I get to the back door, press the security exit button, and WHOOSH ..the great June sun barks in my face like a pit bull, unsteadying me a moment.  It helps that I am wearing all black (naturally), so I'm absorbing the orange wrath while I try to continue focus on my game of balance the bug on the paper while I look around for plant life of some kind.  I work downtown, so trying to find anything green is an expedition in itself.  I look at the bug.  It has stopped twitching.  I stand and stare at it, my back on fire (but I'm hoping the sun highlights my hair a little during these scorching, almost unbearable moments...)  I look around and BEHOLD reprise...a green viney-thingey!   Tiny gasp.  I look down at the bug, and this time, there is a slight movement in one of it's leg-lettes.  JOY!  I teeter in my heels across the parking lot toward the viney-thingey, which clings to the chainlink fence dividing two corporate houses, and tilt my paper gently.  This is an intended to be an obvious invitation to the bug to make a comfortable descent into the viney-thingey, where certainly by now his family has been made aware of his homecoming, and have likely invited a Grasshopper Quartet to provide the musical fanfare of this once MIA insect friend. 


And they all lived happily ever after...


But, let's be honest here.  He doesn't make a gentle descent.  He's on his back, remember?  Leg-lettes in air, right?  In reality, what I've done is create a giant, hellish slide for him to fall off of in the near-vicinity of the viney-thingey.
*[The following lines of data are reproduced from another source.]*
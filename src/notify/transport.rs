//! Mail delivery seam and the SMTP implementation behind it.

use super::{NotifyError, NotifyResult, Secret};
use lettre::message::{Mailbox, header::ContentType};
use lettre::transport::smtp::authentication::Credentials;
use lettre::{Message, SmtpTransport, Transport};
use std::error::Error;
use std::io;
use std::time::Duration;

/// A fully composed plain-text mail.
#[derive(Debug, Clone, PartialEq, Eq)]
pub struct OutgoingMail {
    pub from: String,
    pub to: String,
    pub subject: String,
    pub body: String,
}

pub trait MailTransport {
    /// Deliver one mail, authenticating as `user`.
    fn deliver(&self, mail: &OutgoingMail, user: &str, secret: &Secret) -> NotifyResult;
}

/// SMTP with STARTTLS. A new session is opened and closed for every mail.
#[derive(Debug, Clone)]
pub struct SmtpMailer {
    host: String,
    port: u16,
    timeout: Duration,
}

impl SmtpMailer {
    pub fn new(host: impl Into<String>, port: u16, timeout: Duration) -> Self {
        Self {
            host: host.into(),
            port,
            timeout,
        }
    }
}

impl MailTransport for SmtpMailer {
    fn deliver(&self, mail: &OutgoingMail, user: &str, secret: &Secret) -> NotifyResult {
        let from: Mailbox = mail
            .from
            .parse()
            .map_err(|e| NotifyError::new(format!("invalid sender '{}': {e}", mail.from)))?;
        let to: Mailbox = mail
            .to
            .parse()
            .map_err(|e| NotifyError::new(format!("invalid recipient '{}': {e}", mail.to)))?;

        let message = Message::builder()
            .from(from)
            .to(to)
            .subject(mail.subject.clone())
            .header(ContentType::TEXT_PLAIN)
            .body(mail.body.clone())
            .map_err(|e| NotifyError::new(format!("cannot build message: {e}")))?;

        let mailer = SmtpTransport::starttls_relay(&self.host)
            .map_err(|e| NotifyError::new(format!("cannot reach {}: {e}", self.host)))?
            .port(self.port)
            .credentials(Credentials::new(
                user.to_string(),
                secret.expose().to_string(),
            ))
            .timeout(Some(self.timeout))
            .build();

        mailer.send(&message).map(|_| ()).map_err(|e| {
            if e.is_timeout() || timed_out(&e) {
                NotifyError::new("timeout")
            } else {
                NotifyError::new(e.to_string())
            }
        })
    }
}

/// A socket read timeout surfaces as `WouldBlock` on Unix and `TimedOut`
/// elsewhere, somewhere down the source chain.
fn timed_out(err: &(dyn Error + 'static)) -> bool {
    let mut current = Some(err);
    while let Some(e) = current {
        if let Some(io_err) = e.downcast_ref::<io::Error>()
            && matches!(
                io_err.kind(),
                io::ErrorKind::TimedOut | io::ErrorKind::WouldBlock
            )
        {
            return true;
        }
        current = e.source();
    }
    false
}

#[cfg(test)]
mod tests {
    use super::*;
    use std::net::TcpListener;
    use std::thread;
    use std::time::Instant;

    fn mail() -> OutgoingMail {
        OutgoingMail {
            from: "school@example.com".into(),
            to: "parent@example.com".into(),
            subject: "Attendance".into(),
            body: "Hello".into(),
        }
    }

    #[test]
    fn silent_server_is_reported_as_timeout() {
        let listener = TcpListener::bind("127.0.0.1:0").unwrap();
        let port = listener.local_addr().unwrap().port();

        // Accept, then never send the greeting.
        let server = thread::spawn(move || {
            let (stream, _) = listener.accept().unwrap();
            thread::sleep(Duration::from_secs(3));
            drop(stream);
        });

        let mailer = SmtpMailer::new("127.0.0.1", port, Duration::from_millis(500));
        let started = Instant::now();
        let err = mailer
            .deliver(&mail(), "school@example.com", &Secret::new("pw"))
            .unwrap_err();

        assert_eq!(err.cause, "timeout");
        assert!(started.elapsed() < Duration::from_secs(3));
        server.join().unwrap();
    }

    #[test]
    fn io_timeouts_are_found_down_the_chain() {
        #[derive(Debug)]
        struct Wrapped(io::Error);

        impl std::fmt::Display for Wrapped {
            fn fmt(&self, f: &mut std::fmt::Formatter<'_>) -> std::fmt::Result {
                write!(f, "network error")
            }
        }

        impl Error for Wrapped {
            fn source(&self) -> Option<&(dyn Error + 'static)> {
                Some(&self.0)
            }
        }

        let blocked = Wrapped(io::Error::from(io::ErrorKind::WouldBlock));
        let refused = Wrapped(io::Error::from(io::ErrorKind::ConnectionRefused));
        assert!(timed_out(&blocked));
        assert!(!timed_out(&refused));
    }
}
At the point of his fall, he'll have about half a second to flip mid-air, ready his leg-lettes, and try to grasp something green before falling to the fiery pavement.  That's akin to a scary, smiling giant scraping us onto his cutting board "gently" of course..bumbling and rumbling, shaking us like an earthquake, as he walks to a random human neighborhood in Al-Quaeda territory.  Then, at around skyscraper level, tilting his cutting board and booming.."BYE BYE, LITTLE HUMAN!  AREN'T I A NICE GIANT?"  Frightening. 

Well, his heart would've been in the right place.

Hmm.  Another option to consider might be to simply avoid the bug in the hallway.  After all..he/she did manage to break past the barriers of corporate humanity without my help.  Pretty impressive bug.  Maybe he/she was on a secret mission, and the HQ was thru a tiny hole in the corner of the conference room of my office building.  Argh.  I just wanted to be the nice giant. 

Maybe I should've just left the bug alone.  I mean, CLEARLY it's a little nutty to magnify this little bug so much.  (No double entendre intended, but it's convenient and NO I would never do that to a bug creature..except for maybe to one of "those who shall not be named here.") And it's even nuttier to describe in such detail my involvement with it.  But, too late.  I already did... and I have to say, it does a heart giant-sized good to consider the lives of the tiny, the helpless, the seeminly insignificant when there are so many "bigger" things to worry upon.